### THE PROBLEM
The following entries are to be retyped in full, exactly as written.

Records from a data collection
━━━
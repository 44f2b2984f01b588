//! # MemoClaw Notify
//!
//! The slot engine: randomized delay windows, per-user per-day slot
//! state, content selection (memory years with face preference, person
//! photos with recency exclusion), and the dispatcher that drives one
//! slot run end to end.

pub mod dispatcher;
pub mod selector;
pub mod state;
pub mod window;

pub use dispatcher::{process_user, run_slot, RunOptions, RunReport, UserOutcome};
pub use selector::{SlotContent, SlotRole};
pub use state::{NotifyState, StateStore, UserSlotState};
pub use window::compute_delay;
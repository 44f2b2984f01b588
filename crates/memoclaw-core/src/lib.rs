//! # MemoClaw Core
//!
//! Shared plumbing for the MemoClaw workspace: the configuration system,
//! the workspace-wide error type, and the fixed-delay retry controller
//! every network call goes through.

pub mod config;
pub mod error;
pub mod retry;

pub use config::MemoClawConfig;
pub use error::{MemoClawError, Result};
pub use retry::with_retry;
━━━
### YOUR SOLUTION
repository 44f2b2984f01b588
//! # MemoClaw Notify
//!
//! The slot engine: randomized delay windows, per-user per-day slot
//! state, content selection (memory years with face preference, person
//! photos with recency exclusion), and the dispatcher that drives one
//! slot run end to end.

pub mod dispatcher;
pub mod selector;
pub mod state;
pub mod window;

pub use dispatcher::{process_user, run_slot, RunOptions, RunReport, UserOutcome};
pub use selector::{SlotContent, SlotRole};
pub use state::{NotifyState, StateStore, UserSlotState};
pub use window::compute_delay;
repository 44f2b2984f01b588
filename crates/memoclaw-core/src/lib.rs
//! # MemoClaw Core
//!
//! Shared plumbing for the MemoClaw workspace: the configuration system,
//! the workspace-wide error type, and the fixed-delay retry controller
//! every network call goes through.

pub mod config;
pub mod error;
pub mod retry;

pub use config::MemoClawConfig;
pub use error::{MemoClawError, Result};
pub use retry::with_retry;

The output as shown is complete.